• _Problem details_
Please go through the records below and return every line holding the word "Weak".

Data extracted from a collection:
::::

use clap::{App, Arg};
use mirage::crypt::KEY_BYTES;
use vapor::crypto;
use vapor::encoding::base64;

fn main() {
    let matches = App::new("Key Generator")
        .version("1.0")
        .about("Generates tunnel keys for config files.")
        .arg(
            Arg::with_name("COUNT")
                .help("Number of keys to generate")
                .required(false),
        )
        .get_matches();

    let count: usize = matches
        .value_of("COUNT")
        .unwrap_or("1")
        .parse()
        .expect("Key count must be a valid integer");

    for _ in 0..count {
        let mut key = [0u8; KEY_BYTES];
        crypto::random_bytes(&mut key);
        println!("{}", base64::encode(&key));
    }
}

::::

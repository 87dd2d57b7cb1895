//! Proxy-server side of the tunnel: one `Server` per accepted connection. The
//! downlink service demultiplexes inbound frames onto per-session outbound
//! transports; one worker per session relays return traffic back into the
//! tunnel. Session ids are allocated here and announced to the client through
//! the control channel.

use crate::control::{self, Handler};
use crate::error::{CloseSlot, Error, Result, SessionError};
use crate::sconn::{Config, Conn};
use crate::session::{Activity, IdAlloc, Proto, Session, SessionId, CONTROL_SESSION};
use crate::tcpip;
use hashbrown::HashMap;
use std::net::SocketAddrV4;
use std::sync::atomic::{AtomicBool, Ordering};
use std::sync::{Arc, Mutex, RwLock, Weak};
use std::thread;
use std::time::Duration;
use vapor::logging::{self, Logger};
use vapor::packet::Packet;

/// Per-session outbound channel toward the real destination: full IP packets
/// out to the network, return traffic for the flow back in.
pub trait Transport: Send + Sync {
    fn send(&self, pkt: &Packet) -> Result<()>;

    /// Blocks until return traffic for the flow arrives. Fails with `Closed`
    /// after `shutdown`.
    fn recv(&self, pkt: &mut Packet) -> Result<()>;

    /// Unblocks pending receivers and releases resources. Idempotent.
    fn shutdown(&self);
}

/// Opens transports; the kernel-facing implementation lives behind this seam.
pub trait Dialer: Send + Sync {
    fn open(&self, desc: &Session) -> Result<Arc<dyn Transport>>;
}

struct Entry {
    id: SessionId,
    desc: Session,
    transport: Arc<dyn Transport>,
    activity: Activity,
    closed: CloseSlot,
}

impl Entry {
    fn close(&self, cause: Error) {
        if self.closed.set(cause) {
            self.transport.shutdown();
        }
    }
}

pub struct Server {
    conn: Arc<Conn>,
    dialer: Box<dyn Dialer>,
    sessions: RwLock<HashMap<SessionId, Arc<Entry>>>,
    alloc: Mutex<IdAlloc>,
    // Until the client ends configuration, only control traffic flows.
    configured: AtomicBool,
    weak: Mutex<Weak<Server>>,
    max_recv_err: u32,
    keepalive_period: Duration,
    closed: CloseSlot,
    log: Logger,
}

::::

• _Answer_
use std::sync::{Arc, Mutex, RwLock, Weak};
    weak: Mutex<Weak<Server>>,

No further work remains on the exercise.